### RECORDS
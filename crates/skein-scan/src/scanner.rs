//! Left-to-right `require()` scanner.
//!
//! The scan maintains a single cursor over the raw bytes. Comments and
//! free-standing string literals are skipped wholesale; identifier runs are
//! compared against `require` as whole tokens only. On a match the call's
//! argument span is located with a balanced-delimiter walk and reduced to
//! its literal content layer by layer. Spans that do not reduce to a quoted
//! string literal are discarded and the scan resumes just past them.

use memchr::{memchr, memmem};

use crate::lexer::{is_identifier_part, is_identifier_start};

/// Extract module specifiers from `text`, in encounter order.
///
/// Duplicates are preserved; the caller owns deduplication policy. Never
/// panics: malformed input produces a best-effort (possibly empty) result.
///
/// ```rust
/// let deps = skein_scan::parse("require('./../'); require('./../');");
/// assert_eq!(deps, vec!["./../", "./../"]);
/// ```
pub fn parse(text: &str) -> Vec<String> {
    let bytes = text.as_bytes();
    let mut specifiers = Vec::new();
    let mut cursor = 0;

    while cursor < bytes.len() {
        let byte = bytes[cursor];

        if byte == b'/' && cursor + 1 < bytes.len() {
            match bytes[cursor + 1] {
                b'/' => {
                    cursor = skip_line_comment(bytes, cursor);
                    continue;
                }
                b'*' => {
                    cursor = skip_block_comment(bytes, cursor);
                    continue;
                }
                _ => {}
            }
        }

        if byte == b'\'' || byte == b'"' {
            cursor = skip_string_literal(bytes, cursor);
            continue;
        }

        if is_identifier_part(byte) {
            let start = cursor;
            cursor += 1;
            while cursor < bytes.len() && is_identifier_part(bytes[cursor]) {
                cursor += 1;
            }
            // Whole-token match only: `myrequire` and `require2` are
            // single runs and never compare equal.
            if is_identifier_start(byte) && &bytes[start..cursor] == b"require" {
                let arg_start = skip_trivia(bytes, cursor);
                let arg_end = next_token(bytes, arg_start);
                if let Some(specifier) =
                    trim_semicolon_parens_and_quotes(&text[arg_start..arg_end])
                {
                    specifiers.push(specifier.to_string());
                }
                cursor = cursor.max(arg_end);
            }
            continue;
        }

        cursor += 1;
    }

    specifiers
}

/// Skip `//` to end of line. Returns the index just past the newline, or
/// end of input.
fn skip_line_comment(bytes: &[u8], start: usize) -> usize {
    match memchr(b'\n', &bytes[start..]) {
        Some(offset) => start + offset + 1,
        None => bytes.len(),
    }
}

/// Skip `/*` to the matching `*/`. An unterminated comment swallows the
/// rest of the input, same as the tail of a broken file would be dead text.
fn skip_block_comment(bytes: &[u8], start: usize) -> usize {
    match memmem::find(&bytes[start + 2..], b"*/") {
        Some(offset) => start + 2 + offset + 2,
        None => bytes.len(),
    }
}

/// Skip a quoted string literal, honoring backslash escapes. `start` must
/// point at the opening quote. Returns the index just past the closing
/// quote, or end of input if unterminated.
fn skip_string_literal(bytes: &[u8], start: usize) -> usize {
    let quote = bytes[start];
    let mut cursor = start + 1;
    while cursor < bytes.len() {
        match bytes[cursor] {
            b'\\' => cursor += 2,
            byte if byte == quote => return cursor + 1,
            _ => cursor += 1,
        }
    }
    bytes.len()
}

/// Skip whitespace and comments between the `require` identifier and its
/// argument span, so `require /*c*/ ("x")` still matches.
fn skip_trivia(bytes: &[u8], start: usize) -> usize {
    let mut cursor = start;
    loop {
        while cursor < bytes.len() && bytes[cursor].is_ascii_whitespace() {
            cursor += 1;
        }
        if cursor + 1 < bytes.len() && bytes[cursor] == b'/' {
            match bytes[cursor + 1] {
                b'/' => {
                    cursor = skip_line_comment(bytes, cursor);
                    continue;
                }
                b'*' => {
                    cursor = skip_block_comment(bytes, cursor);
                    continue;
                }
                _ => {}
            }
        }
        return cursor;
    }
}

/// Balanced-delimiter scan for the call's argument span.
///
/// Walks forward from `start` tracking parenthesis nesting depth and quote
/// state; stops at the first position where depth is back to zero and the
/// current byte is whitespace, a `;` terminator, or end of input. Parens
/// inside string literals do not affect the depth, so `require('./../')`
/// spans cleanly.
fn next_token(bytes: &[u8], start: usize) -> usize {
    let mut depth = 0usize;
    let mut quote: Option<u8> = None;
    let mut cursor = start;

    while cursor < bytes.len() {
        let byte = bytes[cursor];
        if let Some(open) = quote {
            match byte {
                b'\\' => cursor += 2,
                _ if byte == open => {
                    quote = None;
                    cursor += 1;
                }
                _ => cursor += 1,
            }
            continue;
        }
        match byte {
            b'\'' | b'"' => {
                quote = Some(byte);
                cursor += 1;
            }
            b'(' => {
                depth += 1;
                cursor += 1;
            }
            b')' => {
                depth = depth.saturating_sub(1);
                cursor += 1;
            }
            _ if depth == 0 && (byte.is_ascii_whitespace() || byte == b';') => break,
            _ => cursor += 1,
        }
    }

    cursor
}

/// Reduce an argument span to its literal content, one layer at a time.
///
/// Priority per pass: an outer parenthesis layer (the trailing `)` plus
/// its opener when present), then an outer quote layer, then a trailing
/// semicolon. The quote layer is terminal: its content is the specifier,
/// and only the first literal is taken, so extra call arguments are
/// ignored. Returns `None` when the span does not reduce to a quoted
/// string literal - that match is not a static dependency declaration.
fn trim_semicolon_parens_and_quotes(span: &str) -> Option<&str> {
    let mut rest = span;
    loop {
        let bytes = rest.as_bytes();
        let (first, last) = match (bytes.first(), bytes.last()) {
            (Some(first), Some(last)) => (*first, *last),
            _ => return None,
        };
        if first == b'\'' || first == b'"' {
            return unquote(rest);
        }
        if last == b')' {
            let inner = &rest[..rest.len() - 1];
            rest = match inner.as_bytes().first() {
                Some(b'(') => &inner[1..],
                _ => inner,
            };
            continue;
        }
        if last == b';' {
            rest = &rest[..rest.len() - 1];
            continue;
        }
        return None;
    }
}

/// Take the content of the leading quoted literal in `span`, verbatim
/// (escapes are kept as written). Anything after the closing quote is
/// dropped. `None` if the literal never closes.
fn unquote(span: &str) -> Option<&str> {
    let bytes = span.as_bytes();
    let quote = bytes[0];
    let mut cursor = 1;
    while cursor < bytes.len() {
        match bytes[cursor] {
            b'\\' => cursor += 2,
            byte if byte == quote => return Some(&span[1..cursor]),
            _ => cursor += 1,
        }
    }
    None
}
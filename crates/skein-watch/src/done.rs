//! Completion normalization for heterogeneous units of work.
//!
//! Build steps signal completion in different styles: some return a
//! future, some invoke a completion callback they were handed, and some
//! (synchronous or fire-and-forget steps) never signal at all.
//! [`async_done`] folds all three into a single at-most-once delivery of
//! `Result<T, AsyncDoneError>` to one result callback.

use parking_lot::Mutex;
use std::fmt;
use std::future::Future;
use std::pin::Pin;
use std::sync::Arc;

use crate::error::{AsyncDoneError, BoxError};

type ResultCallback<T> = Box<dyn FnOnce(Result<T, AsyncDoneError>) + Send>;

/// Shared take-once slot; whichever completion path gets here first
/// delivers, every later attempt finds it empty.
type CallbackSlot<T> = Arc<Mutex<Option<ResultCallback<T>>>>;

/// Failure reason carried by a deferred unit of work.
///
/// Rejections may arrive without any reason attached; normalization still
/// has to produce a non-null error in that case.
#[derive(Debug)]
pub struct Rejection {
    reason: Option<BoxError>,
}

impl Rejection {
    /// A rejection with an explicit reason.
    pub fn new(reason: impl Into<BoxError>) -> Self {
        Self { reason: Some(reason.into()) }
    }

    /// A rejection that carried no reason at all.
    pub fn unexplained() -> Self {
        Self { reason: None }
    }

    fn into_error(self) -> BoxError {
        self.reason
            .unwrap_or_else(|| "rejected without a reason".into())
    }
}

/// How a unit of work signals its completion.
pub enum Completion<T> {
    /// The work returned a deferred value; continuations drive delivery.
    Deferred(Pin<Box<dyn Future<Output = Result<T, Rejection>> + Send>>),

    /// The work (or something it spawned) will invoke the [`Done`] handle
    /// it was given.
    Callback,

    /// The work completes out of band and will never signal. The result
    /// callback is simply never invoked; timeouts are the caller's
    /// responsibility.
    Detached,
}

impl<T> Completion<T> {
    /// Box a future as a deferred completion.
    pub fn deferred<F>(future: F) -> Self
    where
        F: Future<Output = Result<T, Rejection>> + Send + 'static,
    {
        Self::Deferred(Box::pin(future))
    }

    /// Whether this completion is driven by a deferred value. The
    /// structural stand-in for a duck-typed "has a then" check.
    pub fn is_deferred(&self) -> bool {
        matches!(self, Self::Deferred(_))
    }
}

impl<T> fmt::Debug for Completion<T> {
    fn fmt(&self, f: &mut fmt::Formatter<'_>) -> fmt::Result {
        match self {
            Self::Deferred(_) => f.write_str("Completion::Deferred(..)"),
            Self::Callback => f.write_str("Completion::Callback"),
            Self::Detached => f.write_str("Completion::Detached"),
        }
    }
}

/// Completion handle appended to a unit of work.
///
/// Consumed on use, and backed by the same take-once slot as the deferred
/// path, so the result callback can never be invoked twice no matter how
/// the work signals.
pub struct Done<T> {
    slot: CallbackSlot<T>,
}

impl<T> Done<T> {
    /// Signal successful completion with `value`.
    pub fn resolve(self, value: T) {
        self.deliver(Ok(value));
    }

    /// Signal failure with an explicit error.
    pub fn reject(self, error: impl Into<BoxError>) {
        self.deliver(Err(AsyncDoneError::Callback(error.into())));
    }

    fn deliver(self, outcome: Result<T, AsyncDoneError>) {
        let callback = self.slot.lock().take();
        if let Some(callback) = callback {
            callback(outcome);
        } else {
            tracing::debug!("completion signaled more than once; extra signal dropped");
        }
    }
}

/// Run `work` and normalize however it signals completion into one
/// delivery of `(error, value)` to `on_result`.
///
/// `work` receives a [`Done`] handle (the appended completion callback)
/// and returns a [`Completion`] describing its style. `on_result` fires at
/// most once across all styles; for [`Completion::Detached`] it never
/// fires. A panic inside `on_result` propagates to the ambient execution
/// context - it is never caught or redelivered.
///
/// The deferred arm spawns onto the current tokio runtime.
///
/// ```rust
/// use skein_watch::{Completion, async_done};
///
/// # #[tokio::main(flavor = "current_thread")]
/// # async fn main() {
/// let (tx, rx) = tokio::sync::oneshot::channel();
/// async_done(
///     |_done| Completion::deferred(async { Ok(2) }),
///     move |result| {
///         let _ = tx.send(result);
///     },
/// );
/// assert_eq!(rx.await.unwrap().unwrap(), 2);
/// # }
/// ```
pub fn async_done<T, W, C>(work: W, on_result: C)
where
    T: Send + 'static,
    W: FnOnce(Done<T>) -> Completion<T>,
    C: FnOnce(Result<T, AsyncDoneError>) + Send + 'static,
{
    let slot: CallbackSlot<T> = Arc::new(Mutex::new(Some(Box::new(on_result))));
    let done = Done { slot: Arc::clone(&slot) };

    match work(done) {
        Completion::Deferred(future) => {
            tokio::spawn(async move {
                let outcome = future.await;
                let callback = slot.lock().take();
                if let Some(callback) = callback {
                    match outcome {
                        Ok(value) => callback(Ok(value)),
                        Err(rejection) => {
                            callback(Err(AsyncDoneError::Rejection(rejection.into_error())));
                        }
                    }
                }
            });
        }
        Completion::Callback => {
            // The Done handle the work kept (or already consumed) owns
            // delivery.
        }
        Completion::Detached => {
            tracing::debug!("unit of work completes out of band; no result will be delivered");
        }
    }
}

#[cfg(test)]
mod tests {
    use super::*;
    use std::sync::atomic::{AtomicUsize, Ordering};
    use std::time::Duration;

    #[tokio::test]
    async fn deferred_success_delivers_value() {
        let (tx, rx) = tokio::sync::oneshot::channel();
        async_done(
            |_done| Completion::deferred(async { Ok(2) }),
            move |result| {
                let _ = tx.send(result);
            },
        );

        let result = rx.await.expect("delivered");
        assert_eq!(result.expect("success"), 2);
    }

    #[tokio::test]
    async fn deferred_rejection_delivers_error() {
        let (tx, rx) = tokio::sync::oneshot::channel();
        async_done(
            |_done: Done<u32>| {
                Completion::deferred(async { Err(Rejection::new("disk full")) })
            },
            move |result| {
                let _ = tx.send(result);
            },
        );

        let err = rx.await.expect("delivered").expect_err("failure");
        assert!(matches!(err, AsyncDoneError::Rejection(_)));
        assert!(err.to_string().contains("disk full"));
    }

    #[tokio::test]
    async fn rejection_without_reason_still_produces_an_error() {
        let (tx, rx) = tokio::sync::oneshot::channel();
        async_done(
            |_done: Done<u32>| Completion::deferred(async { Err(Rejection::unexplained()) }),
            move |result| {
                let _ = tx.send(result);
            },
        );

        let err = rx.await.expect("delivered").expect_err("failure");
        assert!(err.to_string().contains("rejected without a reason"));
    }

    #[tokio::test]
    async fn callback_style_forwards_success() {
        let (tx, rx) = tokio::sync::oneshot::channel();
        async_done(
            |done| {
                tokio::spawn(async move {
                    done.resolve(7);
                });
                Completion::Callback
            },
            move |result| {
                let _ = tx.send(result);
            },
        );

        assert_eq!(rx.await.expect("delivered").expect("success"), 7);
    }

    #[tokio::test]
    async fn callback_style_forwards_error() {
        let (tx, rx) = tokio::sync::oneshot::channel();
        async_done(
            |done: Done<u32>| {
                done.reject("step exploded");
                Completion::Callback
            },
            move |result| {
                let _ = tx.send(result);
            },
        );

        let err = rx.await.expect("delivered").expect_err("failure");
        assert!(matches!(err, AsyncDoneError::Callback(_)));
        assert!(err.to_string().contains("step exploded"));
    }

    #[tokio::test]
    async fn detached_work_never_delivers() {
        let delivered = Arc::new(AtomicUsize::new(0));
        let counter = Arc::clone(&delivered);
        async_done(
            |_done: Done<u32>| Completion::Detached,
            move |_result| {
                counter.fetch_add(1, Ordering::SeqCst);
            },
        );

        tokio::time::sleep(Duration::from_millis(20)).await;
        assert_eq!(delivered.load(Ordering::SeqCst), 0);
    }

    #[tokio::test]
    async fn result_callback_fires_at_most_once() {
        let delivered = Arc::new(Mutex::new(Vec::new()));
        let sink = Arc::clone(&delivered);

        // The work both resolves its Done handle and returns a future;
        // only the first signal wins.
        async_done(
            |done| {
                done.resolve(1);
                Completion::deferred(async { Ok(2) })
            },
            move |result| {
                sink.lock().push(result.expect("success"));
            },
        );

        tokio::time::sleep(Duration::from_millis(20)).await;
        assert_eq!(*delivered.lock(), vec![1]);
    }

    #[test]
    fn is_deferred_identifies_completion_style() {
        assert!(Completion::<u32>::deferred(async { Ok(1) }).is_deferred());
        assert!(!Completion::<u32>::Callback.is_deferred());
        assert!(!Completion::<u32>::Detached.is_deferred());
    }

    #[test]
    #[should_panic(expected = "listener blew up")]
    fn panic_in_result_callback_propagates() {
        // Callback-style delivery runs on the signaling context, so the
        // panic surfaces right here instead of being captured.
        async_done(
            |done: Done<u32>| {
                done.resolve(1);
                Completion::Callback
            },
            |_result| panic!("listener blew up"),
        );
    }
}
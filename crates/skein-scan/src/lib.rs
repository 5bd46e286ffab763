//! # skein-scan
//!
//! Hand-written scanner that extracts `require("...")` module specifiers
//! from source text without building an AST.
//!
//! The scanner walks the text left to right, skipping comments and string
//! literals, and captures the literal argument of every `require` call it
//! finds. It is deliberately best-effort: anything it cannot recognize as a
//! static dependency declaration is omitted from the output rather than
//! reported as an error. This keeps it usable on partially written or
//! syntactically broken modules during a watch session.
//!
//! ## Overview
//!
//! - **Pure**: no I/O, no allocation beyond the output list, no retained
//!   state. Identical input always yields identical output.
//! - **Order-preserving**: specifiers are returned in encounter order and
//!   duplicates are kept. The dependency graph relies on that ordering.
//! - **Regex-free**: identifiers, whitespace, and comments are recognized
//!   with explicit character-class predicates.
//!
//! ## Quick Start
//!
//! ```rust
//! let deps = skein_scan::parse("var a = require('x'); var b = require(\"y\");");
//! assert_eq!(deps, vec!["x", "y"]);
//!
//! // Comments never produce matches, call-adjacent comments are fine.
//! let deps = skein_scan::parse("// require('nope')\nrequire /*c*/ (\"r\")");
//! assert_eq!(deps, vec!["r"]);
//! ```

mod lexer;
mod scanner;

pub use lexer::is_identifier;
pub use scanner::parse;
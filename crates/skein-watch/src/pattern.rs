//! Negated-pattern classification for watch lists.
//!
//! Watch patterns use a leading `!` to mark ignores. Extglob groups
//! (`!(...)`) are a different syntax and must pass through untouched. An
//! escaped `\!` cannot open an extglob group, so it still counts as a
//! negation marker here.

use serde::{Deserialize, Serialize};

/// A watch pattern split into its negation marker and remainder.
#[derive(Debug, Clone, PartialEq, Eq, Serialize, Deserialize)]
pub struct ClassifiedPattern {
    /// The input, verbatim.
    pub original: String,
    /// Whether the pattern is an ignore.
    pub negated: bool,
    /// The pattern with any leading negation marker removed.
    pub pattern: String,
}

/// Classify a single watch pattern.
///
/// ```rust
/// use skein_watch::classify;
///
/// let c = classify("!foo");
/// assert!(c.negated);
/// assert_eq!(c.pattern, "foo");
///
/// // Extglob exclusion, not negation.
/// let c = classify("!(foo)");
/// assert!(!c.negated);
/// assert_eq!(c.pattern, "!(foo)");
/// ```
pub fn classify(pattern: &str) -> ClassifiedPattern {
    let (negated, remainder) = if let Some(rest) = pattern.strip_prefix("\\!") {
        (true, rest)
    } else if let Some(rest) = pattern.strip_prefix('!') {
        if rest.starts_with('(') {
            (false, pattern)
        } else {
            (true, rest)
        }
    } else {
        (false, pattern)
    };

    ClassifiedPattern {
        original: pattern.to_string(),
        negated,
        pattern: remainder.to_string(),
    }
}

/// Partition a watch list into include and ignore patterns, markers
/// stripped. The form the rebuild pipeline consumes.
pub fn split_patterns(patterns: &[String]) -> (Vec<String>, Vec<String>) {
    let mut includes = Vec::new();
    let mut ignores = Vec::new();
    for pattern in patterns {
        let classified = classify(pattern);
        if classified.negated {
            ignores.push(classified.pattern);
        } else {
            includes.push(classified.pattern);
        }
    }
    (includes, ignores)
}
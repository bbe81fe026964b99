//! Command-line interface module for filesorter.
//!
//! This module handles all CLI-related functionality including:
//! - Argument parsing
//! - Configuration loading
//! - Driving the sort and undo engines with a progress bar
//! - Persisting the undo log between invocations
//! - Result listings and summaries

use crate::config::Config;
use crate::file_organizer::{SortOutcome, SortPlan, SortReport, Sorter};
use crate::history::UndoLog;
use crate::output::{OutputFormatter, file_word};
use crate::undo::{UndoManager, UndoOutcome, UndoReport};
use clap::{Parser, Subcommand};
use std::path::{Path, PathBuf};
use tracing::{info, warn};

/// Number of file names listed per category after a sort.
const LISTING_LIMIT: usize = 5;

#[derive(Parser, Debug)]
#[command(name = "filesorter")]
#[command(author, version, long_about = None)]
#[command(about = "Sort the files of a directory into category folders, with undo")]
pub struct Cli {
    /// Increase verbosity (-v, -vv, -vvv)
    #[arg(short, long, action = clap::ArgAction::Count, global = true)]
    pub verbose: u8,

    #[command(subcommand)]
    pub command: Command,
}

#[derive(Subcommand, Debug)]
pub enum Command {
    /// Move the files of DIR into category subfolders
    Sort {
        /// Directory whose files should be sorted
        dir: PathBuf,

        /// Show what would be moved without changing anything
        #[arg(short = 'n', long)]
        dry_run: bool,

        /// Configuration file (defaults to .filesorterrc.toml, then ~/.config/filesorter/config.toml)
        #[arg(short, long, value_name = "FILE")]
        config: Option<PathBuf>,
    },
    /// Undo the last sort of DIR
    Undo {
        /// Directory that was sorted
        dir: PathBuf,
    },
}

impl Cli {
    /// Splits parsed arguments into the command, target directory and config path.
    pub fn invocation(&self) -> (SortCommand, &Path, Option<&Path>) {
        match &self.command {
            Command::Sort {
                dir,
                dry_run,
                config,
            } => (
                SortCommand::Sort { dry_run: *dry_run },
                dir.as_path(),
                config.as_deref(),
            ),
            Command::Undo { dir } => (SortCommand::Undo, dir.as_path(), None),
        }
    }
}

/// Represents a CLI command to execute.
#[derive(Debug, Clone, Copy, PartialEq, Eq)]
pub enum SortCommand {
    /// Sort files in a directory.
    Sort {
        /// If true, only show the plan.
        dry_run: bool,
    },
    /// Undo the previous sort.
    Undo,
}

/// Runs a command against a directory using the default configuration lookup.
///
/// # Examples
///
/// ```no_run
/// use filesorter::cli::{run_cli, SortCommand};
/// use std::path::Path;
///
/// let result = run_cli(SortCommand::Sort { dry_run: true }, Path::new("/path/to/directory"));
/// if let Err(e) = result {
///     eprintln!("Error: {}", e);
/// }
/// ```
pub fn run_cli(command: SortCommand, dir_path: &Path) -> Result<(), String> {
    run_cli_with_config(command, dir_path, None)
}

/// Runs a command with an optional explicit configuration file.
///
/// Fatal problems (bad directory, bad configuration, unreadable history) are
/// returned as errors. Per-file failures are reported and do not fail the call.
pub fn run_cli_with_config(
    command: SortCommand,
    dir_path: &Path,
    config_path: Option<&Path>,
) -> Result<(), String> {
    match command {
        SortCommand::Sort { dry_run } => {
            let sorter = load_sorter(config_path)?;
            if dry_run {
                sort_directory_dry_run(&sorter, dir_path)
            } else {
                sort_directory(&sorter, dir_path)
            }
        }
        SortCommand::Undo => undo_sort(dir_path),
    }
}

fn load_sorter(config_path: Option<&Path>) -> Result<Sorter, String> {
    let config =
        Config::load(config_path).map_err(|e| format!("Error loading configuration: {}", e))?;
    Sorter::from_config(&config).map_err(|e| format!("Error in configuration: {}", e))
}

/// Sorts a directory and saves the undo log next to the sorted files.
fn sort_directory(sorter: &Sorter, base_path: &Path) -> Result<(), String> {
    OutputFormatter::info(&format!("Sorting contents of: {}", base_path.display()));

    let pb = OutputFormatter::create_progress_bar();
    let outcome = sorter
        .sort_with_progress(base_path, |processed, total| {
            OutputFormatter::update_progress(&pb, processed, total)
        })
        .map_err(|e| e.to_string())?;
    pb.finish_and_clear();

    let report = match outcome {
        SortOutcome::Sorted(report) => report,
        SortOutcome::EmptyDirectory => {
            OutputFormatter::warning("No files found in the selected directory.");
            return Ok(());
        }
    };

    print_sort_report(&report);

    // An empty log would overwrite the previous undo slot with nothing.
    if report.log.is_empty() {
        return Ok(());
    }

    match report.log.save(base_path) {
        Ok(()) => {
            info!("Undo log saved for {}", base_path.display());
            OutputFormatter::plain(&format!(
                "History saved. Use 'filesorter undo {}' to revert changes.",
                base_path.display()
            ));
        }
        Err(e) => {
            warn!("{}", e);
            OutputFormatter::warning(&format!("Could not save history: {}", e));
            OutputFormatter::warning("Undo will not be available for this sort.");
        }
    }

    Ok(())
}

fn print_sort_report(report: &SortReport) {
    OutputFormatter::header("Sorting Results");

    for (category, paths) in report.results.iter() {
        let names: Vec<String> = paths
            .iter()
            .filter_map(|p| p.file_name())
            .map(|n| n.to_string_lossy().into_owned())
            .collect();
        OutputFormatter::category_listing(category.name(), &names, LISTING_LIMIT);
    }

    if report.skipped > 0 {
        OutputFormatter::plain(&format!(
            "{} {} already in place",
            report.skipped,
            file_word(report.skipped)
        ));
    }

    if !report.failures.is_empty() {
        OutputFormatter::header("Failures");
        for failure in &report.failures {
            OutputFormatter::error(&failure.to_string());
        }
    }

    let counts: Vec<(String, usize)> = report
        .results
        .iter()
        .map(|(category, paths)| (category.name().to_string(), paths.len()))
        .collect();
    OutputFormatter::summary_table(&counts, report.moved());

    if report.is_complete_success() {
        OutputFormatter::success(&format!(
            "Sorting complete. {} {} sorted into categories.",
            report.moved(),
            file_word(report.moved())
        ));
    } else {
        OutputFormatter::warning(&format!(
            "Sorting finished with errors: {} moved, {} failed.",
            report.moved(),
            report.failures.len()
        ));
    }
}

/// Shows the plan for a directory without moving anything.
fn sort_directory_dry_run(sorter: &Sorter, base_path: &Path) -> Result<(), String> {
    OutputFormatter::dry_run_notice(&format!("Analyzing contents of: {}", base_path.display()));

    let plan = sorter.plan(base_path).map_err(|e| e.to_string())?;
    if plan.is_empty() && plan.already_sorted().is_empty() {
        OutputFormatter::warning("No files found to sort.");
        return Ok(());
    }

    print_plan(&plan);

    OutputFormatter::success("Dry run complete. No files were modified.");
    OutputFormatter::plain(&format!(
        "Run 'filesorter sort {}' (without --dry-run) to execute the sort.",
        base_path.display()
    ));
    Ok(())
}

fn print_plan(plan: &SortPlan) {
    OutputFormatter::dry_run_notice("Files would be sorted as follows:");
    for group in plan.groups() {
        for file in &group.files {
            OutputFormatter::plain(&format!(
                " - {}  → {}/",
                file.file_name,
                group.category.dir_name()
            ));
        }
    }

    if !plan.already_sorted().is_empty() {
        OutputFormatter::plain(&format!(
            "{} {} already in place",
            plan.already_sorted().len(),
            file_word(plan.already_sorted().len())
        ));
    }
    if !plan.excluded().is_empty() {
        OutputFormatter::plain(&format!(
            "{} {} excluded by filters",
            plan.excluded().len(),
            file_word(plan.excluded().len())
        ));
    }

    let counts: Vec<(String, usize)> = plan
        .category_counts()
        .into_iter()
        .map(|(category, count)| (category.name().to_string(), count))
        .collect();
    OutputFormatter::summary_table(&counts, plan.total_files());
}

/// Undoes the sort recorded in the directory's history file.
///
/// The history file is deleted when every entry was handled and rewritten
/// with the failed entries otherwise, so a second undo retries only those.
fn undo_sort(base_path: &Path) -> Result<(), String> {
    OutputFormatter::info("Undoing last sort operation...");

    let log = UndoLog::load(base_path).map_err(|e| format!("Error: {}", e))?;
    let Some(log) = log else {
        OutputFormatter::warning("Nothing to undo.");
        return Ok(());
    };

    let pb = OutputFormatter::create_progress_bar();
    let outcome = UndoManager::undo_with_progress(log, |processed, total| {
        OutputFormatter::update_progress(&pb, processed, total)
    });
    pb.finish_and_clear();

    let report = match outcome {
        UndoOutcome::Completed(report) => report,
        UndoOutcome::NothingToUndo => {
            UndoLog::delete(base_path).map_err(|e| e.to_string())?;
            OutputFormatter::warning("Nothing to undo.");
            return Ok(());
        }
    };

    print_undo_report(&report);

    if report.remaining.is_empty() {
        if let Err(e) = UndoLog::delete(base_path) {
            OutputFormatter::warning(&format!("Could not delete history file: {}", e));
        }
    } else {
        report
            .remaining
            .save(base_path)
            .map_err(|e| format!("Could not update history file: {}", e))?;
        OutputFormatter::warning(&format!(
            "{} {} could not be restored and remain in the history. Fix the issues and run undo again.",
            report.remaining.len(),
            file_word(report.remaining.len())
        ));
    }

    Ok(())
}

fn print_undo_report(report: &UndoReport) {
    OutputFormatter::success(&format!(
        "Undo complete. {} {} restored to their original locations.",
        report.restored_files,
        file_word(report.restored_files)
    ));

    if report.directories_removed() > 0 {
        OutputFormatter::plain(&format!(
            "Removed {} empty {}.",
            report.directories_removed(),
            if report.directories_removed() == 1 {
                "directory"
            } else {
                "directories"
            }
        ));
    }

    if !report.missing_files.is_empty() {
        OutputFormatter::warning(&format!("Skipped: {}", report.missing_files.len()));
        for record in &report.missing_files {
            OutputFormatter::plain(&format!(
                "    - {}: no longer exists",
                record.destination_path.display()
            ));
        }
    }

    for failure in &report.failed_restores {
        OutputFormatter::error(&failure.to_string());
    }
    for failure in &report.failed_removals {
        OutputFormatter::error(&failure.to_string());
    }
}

### TASK INSTRUCTIONS
In the entries above, identify every line with the string "bool".

### PROBLEM SOLUTION
    pub fn is_deferred(&self) -> bool {
    pub negated: bool,
        dry_run: bool,
        dry_run: bool,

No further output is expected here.